• WHAT THIS TASK INVOLVES: An exact transcription is needed, starting with the line that contains "Some(semi) if semi" and ending with the last line of the records.

Stored data
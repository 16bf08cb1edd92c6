//! Owned XML tree built from a single `quick-xml` event pass.
//!
//! The interchange format needs random-access navigation (type references
//! point across the document, attribute values nest definition references),
//! so the streaming events are materialized into a small element tree first.
//! Text placement follows the text/tail model: `text` is the content before
//! the first child, `tail` is the content between an element's end tag and
//! its next sibling — flattening depends on that order.

use quick_xml::events::Event;
use quick_xml::name::ResolveResult;
use quick_xml::NsReader;

use crate::error::ReqifError;

#[derive(Debug, Clone, Default)]
pub struct Element {
    /// Namespace URI the tag resolved to, if any.
    pub ns: Option<String>,
    /// Local tag name without prefix.
    pub local: String,
    /// Attributes as written in the source, in document order.
    pub attrs: Vec<(String, String)>,
    /// Text before the first child.
    pub text: Option<String>,
    pub children: Vec<Element>,
    /// Text between this element's end tag and the next sibling.
    pub tail: Option<String>,
}

impl Element {
    /// Exact attribute lookup, falling back to matching the part after a
    /// namespace prefix (`reqif:IDENTIFIER` matches `IDENTIFIER`).
    pub fn attr(&self, name: &str) -> Option<&str> {
        for (key, value) in &self.attrs {
            if key == name {
                return Some(value);
            }
        }
        for (key, value) in &self.attrs {
            if key.rsplit(':').next() == Some(name) {
                return Some(value);
            }
        }
        None
    }

    pub fn text_trimmed(&self) -> Option<&str> {
        let text = self.text.as_deref()?.trim();
        if text.is_empty() {
            None
        } else {
            Some(text)
        }
    }

    /// All descendants in document order, excluding `self`.
    pub fn descendants(&self) -> Descendants<'_> {
        let mut stack: Vec<&Element> = self.children.iter().collect();
        stack.reverse();
        Descendants { stack }
    }

    /// Identifier attribute, tried over the case variants seen in the wild.
    /// The try order is a contract: the first present value wins.
    pub fn identifier(&self) -> Option<&str> {
        ["IDENTIFIER", "identifier", "ID", "id"]
            .iter()
            .find_map(|name| self.attr(name))
            .filter(|value| !value.is_empty())
    }

    /// Human-readable name attribute, same ladder as [`Self::identifier`].
    pub fn display_name(&self) -> Option<&str> {
        ["LONG-NAME", "long-name", "NAME", "name"]
            .iter()
            .find_map(|name| self.attr(name))
            .filter(|value| !value.is_empty())
    }
}

pub struct Descendants<'a> {
    stack: Vec<&'a Element>,
}

impl<'a> Iterator for Descendants<'a> {
    type Item = &'a Element;

    fn next(&mut self) -> Option<&'a Element> {
        let next = self.stack.pop()?;
        for child in next.children.iter().rev() {
            self.stack.push(child);
        }
        Some(next)
    }
}

// ---------------------------------------------------------------------------
// Tree building
// ---------------------------------------------------------------------------

/// Parse a whole document into an element tree.
pub fn parse_tree(xml: &str) -> Result<Element, ReqifError> {
    let mut reader = NsReader::from_str(xml);
    let mut stack: Vec<Element> = Vec::new();
    let mut root: Option<Element> = None;

    loop {
        match reader.read_resolved_event() {
            Ok((ns, Event::Start(e))) => {
                let elem = element_from_event(resolve_ns(ns), e.local_name().as_ref(), &e);
                stack.push(elem);
            }
            Ok((ns, Event::Empty(e))) => {
                let elem = element_from_event(resolve_ns(ns), e.local_name().as_ref(), &e);
                attach(&mut stack, &mut root, elem);
            }
            Ok((_, Event::End(_))) => {
                let elem = stack
                    .pop()
                    .ok_or_else(|| ReqifError::ParseFailure("unbalanced end tag".into()))?;
                attach(&mut stack, &mut root, elem);
            }
            Ok((_, Event::Text(t))) => {
                let text = t
                    .decode()
                    .map(|cow| cow.into_owned())
                    .unwrap_or_else(|_| String::from_utf8_lossy(t.as_ref()).into_owned());
                append_text(&mut stack, &text);
            }
            Ok((_, Event::CData(t))) => {
                let text = String::from_utf8_lossy(t.as_ref()).into_owned();
                append_text(&mut stack, &text);
            }
            Ok((_, Event::GeneralRef(r))) => {
                // Entity references arrive as their own events; resolve the
                // common ones inline, keep unknown ones literal.
                if let Ok(name) = r.decode() {
                    let resolved =
                        resolve_entity(&name).unwrap_or_else(|| format!("&{name};"));
                    append_text(&mut stack, &resolved);
                }
            }
            Ok((_, Event::Eof)) => break,
            Ok(_) => {}
            Err(err) => return Err(ReqifError::ParseFailure(err.to_string())),
        }
    }

    if !stack.is_empty() {
        return Err(ReqifError::ParseFailure("unexpected end of document".into()));
    }
    root.ok_or_else(|| ReqifError::ParseFailure("empty document".into()))
}

fn resolve_ns(result: ResolveResult<'_>) -> Option<String> {
    match result {
        ResolveResult::Bound(ns) => Some(String::from_utf8_lossy(ns.0).into_owned()),
        _ => None,
    }
}

fn element_from_event(
    ns: Option<String>,
    local: &[u8],
    e: &quick_xml::events::BytesStart<'_>,
) -> Element {
    let mut attrs = Vec::new();
    for attr in e.attributes().flatten() {
        let key = String::from_utf8_lossy(attr.key.as_ref()).into_owned();
        let value = attr
            .unescape_value()
            .map(|cow| cow.into_owned())
            .unwrap_or_else(|_| String::from_utf8_lossy(&attr.value).into_owned());
        attrs.push((key, value));
    }
    Element {
        ns,
        local: String::from_utf8_lossy(local).into_owned(),
        attrs,
        ..Default::default()
    }
}

/// Pop-side attachment: a finished element becomes a child of the open
/// element below it, or the document root.
fn attach(stack: &mut Vec<Element>, root: &mut Option<Element>, elem: Element) {
    if let Some(parent) = stack.last_mut() {
        parent.children.push(elem);
    } else if root.is_none() {
        *root = Some(elem);
    }
}

/// Text goes to the open element's `text` before its first child, to the
/// last child's `tail` after.
fn append_text(stack: &mut Vec<Element>, text: &str) {
    let Some(top) = stack.last_mut() else {
        return;
    };
    let slot = match top.children.last_mut() {
        Some(last) => last.tail.get_or_insert_with(String::new),
        None => top.text.get_or_insert_with(String::new),
    };
    slot.push_str(text);
}

// ---------------------------------------------------------------------------
// Text flattening
// ---------------------------------------------------------------------------

enum Visit<'a> {
    Enter(&'a Element),
    Tail(&'a Element),
}

/// Full recursive text of an element: text, then each child's subtree
/// followed by that child's tail, in order. Fragments are trimmed and
/// joined with single spaces, whitespace runs collapsed, entities decoded.
///
/// The walk is an explicit stack so deeply nested rich-text content cannot
/// exhaust the call stack.
pub fn flatten_text(element: &Element) -> String {
    let mut fragments: Vec<&str> = Vec::new();
    let mut work = vec![Visit::Enter(element)];

    while let Some(visit) = work.pop() {
        match visit {
            Visit::Enter(el) => {
                if let Some(text) = el.text.as_deref() {
                    let text = text.trim();
                    if !text.is_empty() {
                        fragments.push(text);
                    }
                }
                for child in el.children.iter().rev() {
                    work.push(Visit::Tail(child));
                    work.push(Visit::Enter(child));
                }
            }
            Visit::Tail(el) => {
                if let Some(tail) = el.tail.as_deref() {
                    let tail = tail.trim();
                    if !tail.is_empty() {
                        fragments.push(tail);
                    }
                }
            }
        }
    }

    let joined = fragments.join(" ");
    let collapsed = joined.split_whitespace().collect::<Vec<_>>().join(" ");
    decode_entities(&collapsed)
}

/// Resolve one entity name (without `&`/`;`): the predefined XML five,
/// `nbsp`, and numeric character references.
fn resolve_entity(name: &str) -> Option<String> {
    if let Some(num) = name.strip_prefix('#') {
        let code = if let Some(hex) = num.strip_prefix('x').or_else(|| num.strip_prefix('X')) {
            u32::from_str_radix(hex, 16).ok()?
        } else {
            num.parse::<u32>().ok()?
        };
        return char::from_u32(code).map(|c| c.to_string());
    }
    let text = match name {
        "amp" => "&",
        "lt" => "<",
        "gt" => ">",
        "quot" => "\"",
        "apos" => "'",
        "nbsp" => "\u{a0}",
        _ => return None,
    };
    Some(text.to_string())
}

/// Decode remaining `&name;` / `&#NNN;` sequences in assembled text.
/// Unknown entities stay literal.
pub fn decode_entities(s: &str) -> String {
    if !s.contains('&') {
        return s.to_string();
    }
    let mut out = String::with_capacity(s.len());
    let mut rest = s;
    while let Some(amp) = rest.find('&') {
        out.push_str(&rest[..amp]);
        let after = &rest[amp + 1..];
        match after.find(';') {
            // Entity names are short; a distant semicolon means a bare '&'.
            Some(semi) if semi > 0 && semi <= 10 => {
                let name = &after[..semi];
                match resolve_entity(name) {
                    Some(decoded) => out.push_str(&decoded),
                    None => {
                        out.push('&');
                        out.push_str(name);
                        out.push(';');
                    }
                }
                rest = &after[semi + 1..];
            }
            _ => {
                out.push('&');
                rest = after;
            }
        }
    }
    out.push_str(rest);
    out
}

• RESPONSE TO THE TASK:
            Some(semi) if semi > 0 && semi <= 10 => {
                let name = &after[..semi];
                match resolve_entity(name) {
                    Some(decoded) => out.push_str(&decoded),
                    None => {
                        out.push('&');
                        out.push_str(name);
                        out.push(';');
                    }
                }
                rest = &after[semi + 1..];
            }
            _ => {
                out.push('&');
                rest = after;
            }
        }
    }
    out.push_str(rest);
    out
}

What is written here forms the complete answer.